An important study of the madrasas of India by the Hindu scholar Yoginder Sikand, Bastions of the Believers, demon­strates how forward-looking and dynam­ic some madrasas can be. In the south­west Indian state of Kerala, for example, Sikand found a chain of educational institutions run by the Mujahid group of professionals and businessmen which aim to bridge the differences between modern forms of knowledge and the Islamic worldview. The Mujahid group has been at the forefront of Muslim women’s education in Kerala, and in many of their madrasas girls outnumber boys by a considerable margin. Mujahid intellectuals have written extensively about women’s rights from an Islamic perspective, and Sikand quotes the Zohra Bi, the principal of one of the group’s colleges: “Islam is wrongly thought of as a religion of women’s oppression,” she told him. “Through our work in the col­lege we want to show that Islam actually empowers Muslim women.”

This would seem to confirm that it is not madrasas per se that are the prob­lem so much as the militant atmosphere and indoctrination taking place in a handful of notorious centers of ultra-radicalism, such as the Binori Town madrasa in Karachi, whose students are taught that jihadism is legitimate and noble. Some graduates have allegedly been involved in the ongoing insurgency in Afghanistan. The question remains, however, whether General Musharraf’s government has the will to carry out the necessary reforms that would reproduce the success of madrasas in India.

So far attempts at reforming Pakistan’s more militant madrasas have proved at best halfhearted.

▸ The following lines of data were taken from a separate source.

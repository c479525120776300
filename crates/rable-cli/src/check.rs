//! Static checks of markup: every expression a directive or placeholder
//! would compile at mount time, and every loop statement.

use rable::rable_scene::{Document, NodeId};
use rable::text::placeholders;
use rable::{Directive, LoopStatement, NORENDER};

/// Human-readable problems found in `markup`, reported against `filename`.
pub fn check_markup(markup: &str, filename: &str) -> Vec<String> {
    let document = Document::parse(markup);
    let mut problems = Vec::new();
    walk(&document, document.root(), filename, &mut problems);
    problems
}

fn walk(document: &Document, node: NodeId, filename: &str, problems: &mut Vec<String>) {
    if let Some(text) = document.text(node) {
        for (_, source) in placeholders(&text) {
            compile(source, filename, problems);
        }
        return;
    }
    if NORENDER.iter().any(|name| document.has_attribute(node, name)) {
        return;
    }
    let raw = matches!(document.tag_name(node).as_deref(), Some("style" | "script" | "data"));
    for (name, value) in document.attributes(node) {
        if let Some(directive) = Directive::parse(&name, &value) {
            check_directive(&directive, filename, problems);
        }
    }
    if raw {
        return;
    }
    for child in document.child_nodes(node) {
        walk(document, child, filename, problems);
    }
}

fn check_directive(directive: &Directive, filename: &str, problems: &mut Vec<String>) {
    match directive.action.as_str() {
        "for" => {
            if let Err(error) = LoopStatement::parse(&directive.value) {
                problems.push(format!("{filename}: {}: {error}", directive.attribute));
            }
        }
        "on" | "event" | "if" | "elseif" | "else-if" | "class" | "style" if !directive.value.is_empty() => {
            compile(&directive.value, filename, problems);
        }
        "bind" => match (directive.value.is_empty(), directive.argument(0)) {
            (false, _) => compile(&directive.value, filename, problems),
            (true, Some(attribute)) => compile(attribute, filename, problems),
            (true, None) => problems.push(format!("{filename}: {} names no attribute", directive.attribute)),
        },
        _ => {}
    }
}

fn compile(source: &str, filename: &str, problems: &mut Vec<String>) {
    if let Err(error) = rable::compile(source) {
        problems.push(error.report(filename));
    }
}

#[cfg(test)]
mod tests {
    use super::*;

    #[test]
    fn valid_markup_has_no_problems() {
        let markup = r#"<div id="app">
            <p :if="count > 1">{{ count }} items</p>
            <li :for="downloads as index => version">{{ version.name }}</li>
            <a &href @click="open(url)">go</a>
            <style>.a { color: red; }</style>
        </div>"#;
        assert!(check_markup(markup, "page.html").is_empty());
    }

    #[test]
    fn reports_broken_expressions_and_loops() {
        let markup = r#"<div>
            <p :if="count >">{{ 1 + }}</p>
            <li :for="downloads">x</li>
            <pre :norender>{{ ignored ( }}</pre>
        </div>"#;
        let problems = check_markup(markup, "page.html");
        assert_eq!(problems.len(), 3);
        assert!(problems[2].contains("downloads is not a valid loop statement."));
    }
}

Immediately after the London bombings (7 July 2005)there were around 250 arrests in Pakistani madrasas, and there have been some attempts at curbing the attendance of foreign students: an estimated 1,400 non-Pakistanis have been expelled since July. Some statements have also been made about standardizing the syllabus and encouraging madrasas to teach some modern subjects.

However, the more extreme madrasas have been able to resist the enforcement of even these mild measures; recently, fewer than half of Pakistan’s madrasas complied when asked to register as educational institutions with the authorities. To date, the Pakistani government, far from hav-ing found ways of curbing the excesses of the more radical madrasas, does not even possess exact statistics about the number of madrasas in the country. Moreover, the military government’s close alliance with the Islamist parties, which now control two of Pakistan’s provinces, prevents Musharraf from acting more strongly against the extremist madrasas. As a result not even one militant madrasa has yet been closed.

Such militant madrasas are, how­ever, likely to create more problems for Pakistan’s internal security than for the safety of Western capitals. For that, as the July 7 London bombings showed, rather than blaming seminaries in Pakistan we would do better to examine the Islamic extremism blossoming on our own cam­puses, and the way that the excesses of American and British foreign policies can fatally alienate so many previously moderate Muslims and lead to violence at home as well as in Muslim lands.

William Dalrymple is an acclaimed writer who lives in New Delhi. His most recent book, White Mughals: Love and Betrayal in Eighteenth-Century India, won the Wolfson Prize for History. He is now at work on a biography of Bahadur Shah Zafar, the last Mughal emperor.

NOTES

7 George Makdisi, The Rise of Colleges: Institutions of Learning in Islam and the West (Edinburgh University Press, 1981).

8 The Deobandis have received an excellent study in Barbara Daly Metcalf’s great mag­num opus, Islamic Revival in British India: Deoband, 1860–1900 (Princeton University Press, 1982). See also Jamal Malik, Colonisation of Islam: Dissolution of Traditional Institutions in Pakistan (New Delhi: Manohar, 1988).

9 There is a full report on these textbooks on the Washington Post web site by Joe Stephens and David B. Ottaway, “From US, the ABC’s of Jihad,” March 23, 2002, at http://www.washingtonpost.com/ac2/wp-dyn/A5339-2002Mar22.

10 See the superb discussion in Yoginder Sikand’s recent Bastions of the Believers: Madrasas and Islamic Education in India.